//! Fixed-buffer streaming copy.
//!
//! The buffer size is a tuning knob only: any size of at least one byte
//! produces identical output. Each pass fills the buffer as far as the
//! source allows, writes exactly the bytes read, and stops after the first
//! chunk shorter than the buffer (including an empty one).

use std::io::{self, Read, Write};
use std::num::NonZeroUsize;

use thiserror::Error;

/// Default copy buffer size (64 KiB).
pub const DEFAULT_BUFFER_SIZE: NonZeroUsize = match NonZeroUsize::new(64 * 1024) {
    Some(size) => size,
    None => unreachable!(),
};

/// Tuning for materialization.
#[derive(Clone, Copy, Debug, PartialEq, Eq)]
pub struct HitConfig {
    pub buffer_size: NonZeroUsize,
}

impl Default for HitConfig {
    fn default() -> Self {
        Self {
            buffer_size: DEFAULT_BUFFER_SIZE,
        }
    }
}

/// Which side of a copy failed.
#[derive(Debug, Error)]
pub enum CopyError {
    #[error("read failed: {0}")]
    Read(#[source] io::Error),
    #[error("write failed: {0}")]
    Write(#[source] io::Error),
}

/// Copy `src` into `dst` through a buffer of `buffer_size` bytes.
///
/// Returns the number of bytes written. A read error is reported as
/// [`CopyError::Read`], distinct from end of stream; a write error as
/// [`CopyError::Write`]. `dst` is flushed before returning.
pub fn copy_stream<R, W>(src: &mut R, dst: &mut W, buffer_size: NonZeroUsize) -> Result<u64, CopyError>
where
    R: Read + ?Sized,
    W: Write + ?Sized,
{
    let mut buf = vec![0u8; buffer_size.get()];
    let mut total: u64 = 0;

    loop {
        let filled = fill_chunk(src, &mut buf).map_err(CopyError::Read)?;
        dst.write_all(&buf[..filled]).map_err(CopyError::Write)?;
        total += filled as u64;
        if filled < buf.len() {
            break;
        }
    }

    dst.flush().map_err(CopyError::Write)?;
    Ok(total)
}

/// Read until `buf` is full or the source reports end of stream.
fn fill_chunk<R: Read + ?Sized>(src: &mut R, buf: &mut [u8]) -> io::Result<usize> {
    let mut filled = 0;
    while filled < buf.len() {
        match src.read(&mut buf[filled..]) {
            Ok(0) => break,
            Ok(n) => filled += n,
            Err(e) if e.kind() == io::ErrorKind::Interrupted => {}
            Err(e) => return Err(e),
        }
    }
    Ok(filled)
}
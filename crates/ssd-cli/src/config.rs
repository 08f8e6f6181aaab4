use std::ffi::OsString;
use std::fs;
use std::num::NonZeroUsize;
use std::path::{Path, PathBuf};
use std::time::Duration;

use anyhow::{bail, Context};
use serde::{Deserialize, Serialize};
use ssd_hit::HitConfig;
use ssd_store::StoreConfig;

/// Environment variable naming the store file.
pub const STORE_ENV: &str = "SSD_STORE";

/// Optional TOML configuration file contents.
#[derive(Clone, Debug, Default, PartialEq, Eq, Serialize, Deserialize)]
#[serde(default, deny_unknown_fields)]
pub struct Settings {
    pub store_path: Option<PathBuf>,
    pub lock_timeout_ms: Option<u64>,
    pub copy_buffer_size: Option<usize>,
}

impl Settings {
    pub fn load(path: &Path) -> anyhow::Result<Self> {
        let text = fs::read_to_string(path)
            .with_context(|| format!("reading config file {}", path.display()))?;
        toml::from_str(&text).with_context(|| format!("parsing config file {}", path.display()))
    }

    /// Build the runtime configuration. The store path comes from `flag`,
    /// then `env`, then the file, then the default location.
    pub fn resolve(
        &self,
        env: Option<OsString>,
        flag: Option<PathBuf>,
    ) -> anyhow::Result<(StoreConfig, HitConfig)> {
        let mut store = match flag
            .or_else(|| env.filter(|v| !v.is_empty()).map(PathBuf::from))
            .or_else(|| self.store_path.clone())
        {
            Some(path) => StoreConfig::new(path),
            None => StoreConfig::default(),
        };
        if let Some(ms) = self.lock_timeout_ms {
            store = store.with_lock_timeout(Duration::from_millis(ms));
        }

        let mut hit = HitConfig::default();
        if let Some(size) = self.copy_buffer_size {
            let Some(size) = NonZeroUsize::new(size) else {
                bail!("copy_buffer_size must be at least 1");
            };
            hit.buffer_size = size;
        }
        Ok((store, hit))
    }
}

WHAT TO WORK ON:
Out of the data above, transcribe exactly and only the lines starting with the line that has "a copy failed." and going on through the line that has "write error as", both included.

ANSWER BELOW:
/// Which side of a copy failed.
#[derive(Debug, Error)]
pub enum CopyError {
    #[error("read failed: {0}")]
    Read(#[source] io::Error),
    #[error("write failed: {0}")]
    Write(#[source] io::Error),
}

/// Copy `src` into `dst` through a buffer of `buffer_size` bytes.
///
/// Returns the number of bytes written. A read error is reported as
/// [`CopyError::Read`], distinct from end of stream; a write error as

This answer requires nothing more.